Yes, I agree that in most cases when you push two magnet north faces together you feel repulsion. However, you know that magnetic material that has a soft plastic feel to it? I am not talking about kitchen cabinet magnets, which I believe are ceramic. The material I am talking about is related to those rubbery and pliable magnetic materials that might be used say for a magnetic clasp to say to keep a woman's purse closed or to keep an iPad case closed. They are some kind of a rubber/magnetic composite material. When you take that type of magnetic material, say in the shape of two rectangular blocks, and you bring opposite poles together, you feel a dramatic decrease in the repulsive force when the opposite pole faces are brought together. Some food for thought.

MileHigh

Over Goat · « **Reply #214 on:** December 01, 2015, 01:38:02 AM »

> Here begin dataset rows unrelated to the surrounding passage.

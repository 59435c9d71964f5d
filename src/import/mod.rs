//! Importers
//!
//! Bulk loaders behind `POST /load/`: the subnet CSV inventory export and
//! BIND AXFR text dumps. Both stage entities through the regular flush
//! pipeline so imported rows get the same validation, audit messages and
//! search indexing as interactive edits.

use std::collections::HashMap;

use serde::Serialize;

use crate::app::App;
use crate::error::{Result, UdbError};
use crate::model::{DnsRecord, DnsZone, Entity, RecordType, Subnet, Vrf};
use crate::net::Cidr;

/// What an import run created.
#[derive(Debug, Default, Clone, Serialize)]
pub struct ImportStats {
    pub vrfs: usize,
    pub zones: usize,
    pub subnets: usize,
    pub records: usize,
    pub skipped: usize,
}

/// Expected CSV header of a subnet inventory export.
const SUBNET_HEADER: [&str; 9] = [
    "IPv6", "IPv4", "VRF", "L3VNI", "L2VNI", "VLAN", "TLD", "Name", "Description",
];

fn parse_int(value: &str) -> Result<Option<i64>> {
    let trimmed = value.trim();
    if trimmed.is_empty() {
        return Ok(None);
    }
    trimmed
        .parse::<i64>()
        .map(Some)
        .map_err(|_| UdbError::validation("upload_file", format!("`{trimmed}` is not a number")))
}

/// Import a subnet CSV export. VRFs and DNS zones are created on first
/// sight by name; subnets are staged into one unit of work and committed at
/// the end, so a bad row rejects every subnet of the file.
pub fn import_subnet_csv(app: &App, author_id: Option<i64>, data: &str) -> Result<ImportStats> {
    let mut lines = data.lines().filter(|l| !l.trim().is_empty());
    let header = lines
        .next()
        .ok_or_else(|| UdbError::validation("upload_file", "the CSV file is empty"))?;
    let columns: Vec<&str> = header.split(',').map(str::trim).collect();
    let index_of = |name: &str| -> Result<usize> {
        columns
            .iter()
            .position(|c| c.eq_ignore_ascii_case(name))
            .ok_or_else(|| UdbError::validation("upload_file", format!("missing CSV column `{name}`")))
    };
    let mut indices = HashMap::new();
    for name in SUBNET_HEADER {
        indices.insert(name, index_of(name)?);
    }
    let field = |row: &[&str], name: &str| -> String {
        row.get(indices[name]).map(|v| v.trim().to_string()).unwrap_or_default()
    };

    let mut stats = ImportStats::default();
    let mut vrf_cache: HashMap<String, i64> = HashMap::new();
    let mut zone_cache: HashMap<String, i64> = HashMap::new();
    let mut session = app.session(author_id);

    for (line_number, line) in lines.enumerate() {
        let row: Vec<&str> = line.split(',').collect();
        let with_line = |e: UdbError| match e {
            UdbError::Validation { field, message } => UdbError::Validation {
                field,
                message: format!("{message} (line {})", line_number + 2),
            },
            other => other,
        };

        let vrf_name = field(&row, "VRF");
        if vrf_name.is_empty() {
            return Err(UdbError::validation(
                "upload_file",
                format!("a VRF is required (line {})", line_number + 2),
            ));
        }
        let vrf_id = match vrf_cache.get(&vrf_name) {
            Some(id) => *id,
            None => {
                let id = match app.store.find_vrf_by_name(&vrf_name)? {
                    Some(vrf) => vrf.meta.id.expect("stored vrf has an id"),
                    None => {
                        stats.vrfs += 1;
                        app.create(author_id, Entity::Vrf(Vrf::new(&vrf_name)))
                            .map_err(with_line)?
                    }
                };
                vrf_cache.insert(vrf_name.clone(), id);
                id
            }
        };

        let zone_name = field(&row, "TLD");
        let zone_id = if zone_name.is_empty() {
            None
        } else {
            let key = zone_name.to_lowercase();
            match zone_cache.get(&key) {
                Some(id) => Some(*id),
                None => {
                    let id = match app.store.find_zone_by_name(&zone_name)? {
                        Some(zone) => zone.meta.id.expect("stored zone has an id"),
                        None => {
                            stats.zones += 1;
                            app.create(author_id, Entity::DnsZone(DnsZone::new(&zone_name)))
                                .map_err(with_line)?
                        }
                    };
                    zone_cache.insert(key, id);
                    Some(id)
                }
            }
        };

        let mut ranges = Vec::new();
        for column in ["IPv6", "IPv4"] {
            let raw = field(&row, column);
            if !raw.is_empty() {
                let cidr = Cidr::parse_normalized(&raw).map_err(|e| {
                    UdbError::validation("upload_file", format!("{e} (line {})", line_number + 2))
                })?;
                ranges.push(cidr);
            }
        }

        let mut subnet = Subnet::new(field(&row, "Name"), vrf_id, ranges);
        subnet.l3vni = parse_int(&field(&row, "L3VNI")).map_err(with_line)?;
        subnet.l2vni = parse_int(&field(&row, "L2VNI")).map_err(with_line)?;
        subnet.vlan = parse_int(&field(&row, "VLAN")).map_err(with_line)?;
        subnet.meta.notes = field(&row, "Description");
        subnet.dnszone_ids = zone_id.into_iter().collect();
        session.create(Entity::Subnet(subnet)).map_err(with_line)?;
        stats.subnets += 1;
    }

    session.commit()?;
    tracing::info!(
        "subnet CSV import: {} subnet(s), {} vrf(s), {} zone(s)",
        stats.subnets,
        stats.vrfs,
        stats.zones
    );
    Ok(stats)
}

/// Import DNS records from a BIND AXFR text dump. Lines look like
/// `bfh.ch. 600 IN A 147.87.0.240`; comments and unsupported record types
/// are skipped.
pub fn import_zone_records(app: &App, author_id: Option<i64>, data: &str) -> Result<ImportStats> {
    let line_re = regex::Regex::new(r"^(\S+)\s+(\d+)\s+IN\s+(\S+)\s+(.+)$").expect("static regex");

    let mut stats = ImportStats::default();
    let mut session = app.session(author_id);

    for line in data.lines() {
        let trimmed = line.trim();
        if trimmed.is_empty() || trimmed.starts_with(';') {
            continue;
        }
        let Some(captures) = line_re.captures(trimmed) else {
            stats.skipped += 1;
            tracing::debug!("skipping unparseable zone line: {}", trimmed);
            continue;
        };
        let rtype = match captures[3].parse::<RecordType>() {
            Ok(rtype) => rtype,
            Err(_) => {
                stats.skipped += 1;
                tracing::debug!("skipping unsupported record type {}", &captures[3]);
                continue;
            }
        };
        let name = captures[1].trim_end_matches('.');
        let ttl: i64 = captures[2]
            .parse()
            .map_err(|_| UdbError::validation("upload_file", "invalid TTL"))?;
        let value = match rtype {
            // Domain-valued records drop the absolute-name dot.
            RecordType::Cname | RecordType::Ns | RecordType::Ptr => {
                captures[4].trim().trim_end_matches('.').to_string()
            }
            _ => captures[4].trim().to_string(),
        };

        let mut record = DnsRecord::new(name, rtype, value);
        record.ttl = ttl;
        session.create(Entity::DnsRecord(record))?;
        stats.records += 1;
    }

    session.commit()?;
    tracing::info!(
        "zone import: {} record(s), {} skipped",
        stats.records,
        stats.skipped
    );
    Ok(stats)
}

/// Dispatch for the `/load/` importer entry point.
pub fn import_file(app: &App, author_id: Option<i64>, type_file: &str, data: &str) -> Result<ImportStats> {
    match type_file {
        "subnet" => import_subnet_csv(app, author_id, data),
        "dnsrecord" => import_zone_records(app, author_id, data),
        other => Err(UdbError::validation(
            "type_file",
            format!("unsupported import type `{other}`"),
        )),
    }
}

would anyone here be willing to post a summary , even two sentences, on what is going on with this bucking motor? For newbies who don't understand this clearly (like me) Please forgive my ignorance , seriously, I dont' want to take away anything from what you have all worked so hard to learn and achieve, by my coming here and not understanding this.
I have read through the thread and tried to take as much in as I can understand with my limited (0) knowledge of electricity and electronics. I gather that these microwave transformers are somehow capturing and storing previously wasted power in an innovative new way, and the task at hand is now to find ways to use it to propel the rotor in an innovative new way.

If so it is a promising new development, hoping to understand a bit more via plain English
about what is going on, and the potential applications for this, potential ways to achieve this, etc.

gotoluc · « **Reply #215 on:** December 01, 2015, 03:06:24 AM »

Quote from: Over Goat on December 01, 2015, 01:38:02 AM

would anyone here be willing to post a summary , even two sentences, on what is going on with this bucking motor? For newbies who don't understand this clearly (like me) Please forgive my ignorance , seriously, I dont' want to take away anything from what you have all worked so hard to learn and achieve, by my coming here and not understanding this.
I have read through the thread and tried to take as much in as I can understand with my limited (0) knowledge of electricity and electronics. I gather that these microwave transformers are somehow capturing and storing previously wasted power in an innovative new way, and the task at hand is now to find ways to use it to propel the rotor in an innovative new way.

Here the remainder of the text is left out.